DATA:
● ● ● ● ●

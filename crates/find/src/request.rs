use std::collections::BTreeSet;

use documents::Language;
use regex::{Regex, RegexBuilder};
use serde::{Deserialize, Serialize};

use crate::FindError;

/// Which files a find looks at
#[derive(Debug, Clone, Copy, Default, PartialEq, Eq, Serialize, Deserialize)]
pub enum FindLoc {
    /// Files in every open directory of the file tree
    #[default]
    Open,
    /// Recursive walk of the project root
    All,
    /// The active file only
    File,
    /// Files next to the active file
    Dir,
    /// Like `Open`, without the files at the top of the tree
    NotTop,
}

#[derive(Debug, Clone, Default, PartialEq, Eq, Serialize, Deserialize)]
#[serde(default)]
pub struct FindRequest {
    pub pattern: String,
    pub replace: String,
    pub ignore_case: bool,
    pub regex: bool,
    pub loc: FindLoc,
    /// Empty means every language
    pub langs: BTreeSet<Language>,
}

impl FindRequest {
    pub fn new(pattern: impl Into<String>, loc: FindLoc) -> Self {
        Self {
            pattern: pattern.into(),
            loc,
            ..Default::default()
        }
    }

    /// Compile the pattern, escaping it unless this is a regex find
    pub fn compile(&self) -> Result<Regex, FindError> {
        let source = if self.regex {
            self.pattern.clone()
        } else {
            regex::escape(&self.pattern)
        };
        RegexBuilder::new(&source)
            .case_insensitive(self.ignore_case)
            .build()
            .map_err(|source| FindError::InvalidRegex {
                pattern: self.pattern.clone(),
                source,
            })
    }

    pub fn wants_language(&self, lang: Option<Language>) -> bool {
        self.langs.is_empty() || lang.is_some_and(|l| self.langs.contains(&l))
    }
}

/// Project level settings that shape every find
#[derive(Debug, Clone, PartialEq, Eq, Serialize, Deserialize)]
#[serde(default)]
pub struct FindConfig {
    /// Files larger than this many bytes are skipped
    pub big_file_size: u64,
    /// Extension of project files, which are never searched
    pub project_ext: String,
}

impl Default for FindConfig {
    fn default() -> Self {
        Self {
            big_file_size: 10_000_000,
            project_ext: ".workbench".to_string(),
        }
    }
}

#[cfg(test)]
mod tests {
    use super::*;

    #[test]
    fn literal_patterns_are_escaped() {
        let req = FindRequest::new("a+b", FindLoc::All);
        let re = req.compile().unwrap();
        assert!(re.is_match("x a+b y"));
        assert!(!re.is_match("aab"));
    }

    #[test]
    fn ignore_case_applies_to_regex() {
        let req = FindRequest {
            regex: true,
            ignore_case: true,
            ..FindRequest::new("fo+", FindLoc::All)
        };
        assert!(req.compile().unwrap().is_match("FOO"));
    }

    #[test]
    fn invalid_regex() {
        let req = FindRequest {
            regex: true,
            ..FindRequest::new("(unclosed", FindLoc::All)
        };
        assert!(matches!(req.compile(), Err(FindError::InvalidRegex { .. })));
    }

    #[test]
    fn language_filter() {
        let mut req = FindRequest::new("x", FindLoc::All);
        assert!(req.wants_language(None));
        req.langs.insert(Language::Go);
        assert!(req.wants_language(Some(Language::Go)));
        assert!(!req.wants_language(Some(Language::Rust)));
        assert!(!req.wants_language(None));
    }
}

● ● ● ● ●

EXERCISE DESCRIPTION: Retype every record above exactly as written.

TASK RESULT:
filename crates/find/src/request.rs
use std::collections::BTreeSet;

use documents::Language;
use regex::{Regex, RegexBuilder};
use serde::{Deserialize, Serialize};

use crate::FindError;

/// Which files a find looks at
#[derive(Debug, Clone, Copy, Default, PartialEq, Eq, Serialize, Deserialize)]
pub enum FindLoc {
    /// Files in every open directory of the file tree
    #[default]
    Open,
    /// Recursive walk of the project root
    All,
    /// The active file only
    File,
    /// Files next to the active file
    Dir,
    /// Like `Open`, without the files at the top of the tree
    NotTop,
}

#[derive(Debug, Clone, Default, PartialEq, Eq, Serialize, Deserialize)]
#[serde(default)]
pub struct FindRequest {
    pub pattern: String,
    pub replace: String,
    pub ignore_case: bool,
    pub regex: bool,
    pub loc: FindLoc,
    /// Empty means every language
    pub langs: BTreeSet<Language>,
}

impl FindRequest {
    pub fn new(pattern: impl Into<String>, loc: FindLoc) -> Self {
        Self {
            pattern: pattern.into(),
            loc,
            ..Default::default()
        }
    }

    /// Compile the pattern, escaping it unless this is a regex find
    pub fn compile(&self) -> Result<Regex, FindError> {
        let source = if self.regex {
            self.pattern.clone()
        } else {
            regex::escape(&self.pattern)
        };
        RegexBuilder::new(&source)
            .case_insensitive(self.ignore_case)
            .build()
            .map_err(|source| FindError::InvalidRegex {
                pattern: self.pattern.clone(),
                source,
            })
    }

    pub fn wants_language(&self, lang: Option<Language>) -> bool {
        self.langs.is_empty() || lang.is_some_and(|l| self.langs.contains(&l))
    }
}

/// Project level settings that shape every find
#[derive(Debug, Clone, PartialEq, Eq, Serialize, Deserialize)]
#[serde(default)]
pub struct FindConfig {
    /// Files larger than this many bytes are skipped
    pub big_file_size: u64,
    /// Extension of project files, which are never searched
    pub project_ext: String,
}

impl Default for FindConfig {
    fn default() -> Self {
        Self {
            big_file_size: 10_000_000,
            project_ext: ".workbench".to_string(),
        }
    }
}

#[cfg(test)]
mod tests {
    use super::*;

    #[test]
    fn literal_patterns_are_escaped() {
        let req = FindRequest::new("a+b", FindLoc::All);
        let re = req.compile().unwrap();
        assert!(re.is_match("x a+b y"));
        assert!(!re.is_match("aab"));
    }

    #[test]
    fn ignore_case_applies_to_regex() {
        let req = FindRequest {
            regex: true,
            ignore_case: true,
            ..FindRequest::new("fo+", FindLoc::All)
        };
        assert!(req.compile().unwrap().is_match("FOO"));
    }

    #[test]
    fn invalid_regex() {
        let req = FindRequest {
            regex: true,
            ..FindRequest::new("(unclosed", FindLoc::All)
        };
        assert!(matches!(req.compile(), Err(FindError::InvalidRegex { .. })));
    }

    #[test]
    fn language_filter() {
        let mut req = FindRequest::new("x", FindLoc::All);
        assert!(req.wants_language(None));
        req.langs.insert(Language::Go);
        assert!(req.wants_language(Some(Language::Go)));
        assert!(!req.wants_language(Some(Language::Rust)));
        assert!(!req.wants_language(None));
    }
}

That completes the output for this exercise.